If you make that search, check the list for the Reynolds data; it should be there.
3.3. Web Interface
Many sites that serve one OPeNDAP dataset also serve others. The OPeNDAP web interface (if it is enabled by the site) allows you to check the directory structure for other datasets. For example, we will look at the Reynolds data we saw previously: http://test.opendap.org/dap/data/nc/sst.mnmean.nc.gz.html
If we use the same URL, but without the file name at the end, we can browse the directory of data: http://test.opendap.org/dap/data/nc/
The OPeNDAP server checks to see whether the URL is a directory, and if it is, it generates a directory listing:
You can see from the directory listing that the monthly mean dataset that we have been looking at is accompanied by a host of other datasets. The site you are looking at is our test data sit. We use these datasets to run many of our nightly tests. All of the files in the the /data/nc directory are stored in NetCDF files; other directories under /data hold data stored in other file types.
4. Further Analysis
This guide is about forming an OPeNDAP URL. After you have figured out how to request the data, there are a variety of things you can do with it. (OPeNDAP software mentioned here is available from the OPeNDAP Home Page.)
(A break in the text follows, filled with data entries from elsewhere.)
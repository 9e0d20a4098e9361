use std::collections::HashSet;

use chrono::NaiveDate;
use serde::{Deserialize, Serialize};
use tracing::{debug, warn};

use crate::config::{AnalysisConfig, MAX_PERIOD_LENGTH, MIN_PERIOD_LENGTH};
use crate::correlation::compute_correlations;
use crate::error::SnapshotError;
use crate::models::{CycleRecord, InsightReport, Metric, SupplementRecord, SymptomLog};
use crate::prediction::{cycle_stats, predict_cycle};
use crate::weekly::compute_weekly_summary;

const METRIC_MIN: u8 = 1;
const METRIC_MAX: u8 = 10;

/// An in-memory copy of one user's health history, as handed over by the data layer.
#[derive(Debug, Clone, Serialize, Deserialize, Default, PartialEq)]
pub struct HealthSnapshot {
    #[serde(default)]
    pub cycles: Vec<CycleRecord>,
    #[serde(default)]
    pub symptom_logs: Vec<SymptomLog>,
    #[serde(default)]
    pub supplements: Vec<SupplementRecord>,
}

impl HealthSnapshot {
    pub fn from_json(json: &str) -> Result<Self, SnapshotError> {
        Ok(serde_json::from_str(json)?)
    }

    pub fn to_json_pretty(&self) -> Result<String, SnapshotError> {
        Ok(serde_json::to_string_pretty(self)?)
    }

    /// Insert a daily log, replacing any existing log for the same date.
    pub fn upsert_symptom_log(&mut self, log: SymptomLog) {
        if let Some(existing) = self
            .symptom_logs
            .iter_mut()
            .find(|l| l.log_date == log.log_date)
        {
            *existing = log;
        } else {
            self.symptom_logs.push(log);
            self.symptom_logs.sort_by_key(|l| l.log_date);
        }
    }

    /// Record the start of a new period.
    pub fn log_period_start(&mut self, date: NaiveDate) -> Result<(), SnapshotError> {
        if self.cycles.iter().any(|c| c.start_date == date) {
            return Err(SnapshotError::DuplicateCycleStart(date));
        }
        self.cycles.push(CycleRecord::new(date, None));
        self.cycles.sort_by_key(|c| c.start_date);
        Ok(())
    }

    /// Record the end of the current period. Only the most recent cycle can be
    /// closed, and only once; earlier cycles are settled history.
    pub fn log_period_end(&mut self, date: NaiveDate) -> Result<(), SnapshotError> {
        let cycle = self
            .cycles
            .iter_mut()
            .max_by_key(|c| c.start_date)
            .ok_or(SnapshotError::NoCycleToClose(date))?;
        if cycle.end_date.is_some() {
            return Err(SnapshotError::CycleAlreadyClosed(cycle.start_date));
        }
        if date < cycle.start_date {
            return Err(SnapshotError::EndBeforeStart {
                start: cycle.start_date,
                end: date,
            });
        }

        cycle.end_date = Some(date);
        let length = (date - cycle.start_date).num_days() + 1;
        if !(i64::from(MIN_PERIOD_LENGTH)..=i64::from(MAX_PERIOD_LENGTH)).contains(&length) {
            warn!(
                start = %cycle.start_date,
                end = %date,
                length,
                "logged period length is implausible and will be ignored by averages"
            );
        }
        Ok(())
    }

    /// Check every metric is on the 1-10 scale, every cycle ends after it starts,
    /// and no cycle start or log date appears twice.
    /// The analyses themselves trust their input; call this at the trust boundary.
    pub fn validate(&self) -> Result<(), SnapshotError> {
        let mut starts = HashSet::new();
        for cycle in &self.cycles {
            if !starts.insert(cycle.start_date) {
                return Err(SnapshotError::DuplicateCycleStart(cycle.start_date));
            }
            if let Some(end) = cycle.end_date {
                if end < cycle.start_date {
                    return Err(SnapshotError::EndBeforeStart {
                        start: cycle.start_date,
                        end,
                    });
                }
            }
        }
        let mut log_dates = HashSet::new();
        for log in &self.symptom_logs {
            if !log_dates.insert(log.log_date) {
                return Err(SnapshotError::DuplicateLogDate(log.log_date));
            }
            for metric in Metric::ALL {
                if let Some(value) = log.metric(metric) {
                    if !(METRIC_MIN..=METRIC_MAX).contains(&value) {
                        return Err(SnapshotError::MetricOutOfRange {
                            date: log.log_date,
                            metric,
                            value,
                        });
                    }
                }
            }
        }
        Ok(())
    }

    /// Run every analysis over the snapshot as of `today`.
    pub fn analyze(&self, today: NaiveDate, config: &AnalysisConfig) -> InsightReport {
        debug!(
            %today,
            cycles = self.cycles.len(),
            logs = self.symptom_logs.len(),
            supplements = self.supplements.len(),
            "analyzing health snapshot"
        );

        InsightReport {
            reference_date: today,
            prediction: predict_cycle(&self.cycles, today, &config.cycle),
            stats: cycle_stats(&self.cycles),
            weekly: compute_weekly_summary(&self.symptom_logs, today, &config.weekly),
            correlations: compute_correlations(
                &self.symptom_logs,
                &self.supplements,
                &config.correlation,
            ),
        }
    }
}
- Use a generic web client like geturl (a standard part of the OPeNDAP software) or free programs such as wget, curl or Chrome to download data into a local data file. To be able to use the data further, you will probably want to download the data using one of alternative response types like the ASCII version (by using the .ascii suffix on the URL, as in the examples shown above) or GeoTIFF, NetCDF3, Jpeg2000, etc., using the suffix appropriate for those formats.
- Any tool that uses the Java- or C-NetCDF API will work with OPeNDAP. For example, Matlab has built-in support for OPeNDAP; Matlab supported NetCDF calls can be used with DAP datasets. Other tools that are built on NetCDF API also read data from OPeNDAP servers. A free tool similar to Matlab, GNU Octave, is also supported. The R Project for Statistical Computing can also read data from OPeNDAP servers. The Ferret and GrADS free data analysis packages both support OPeNDAP. You can use these for down loading OPeNDAP data and for examining it afterwards. (There are limitations. For example, Ferret may not be able to read datasets served as Sequence data.)
- Other tools, that are Java NetCDF compliant, also function with OPeNDAP clients; for example, IDV and Panoply.
- If you have written a C NetCDF or Java NetCDF compliant data analysis program, you can probably read data from OPeNDAP servers.
The use of these clients, like the ways in which you can analyze the data you find, is beyond the scope of this document.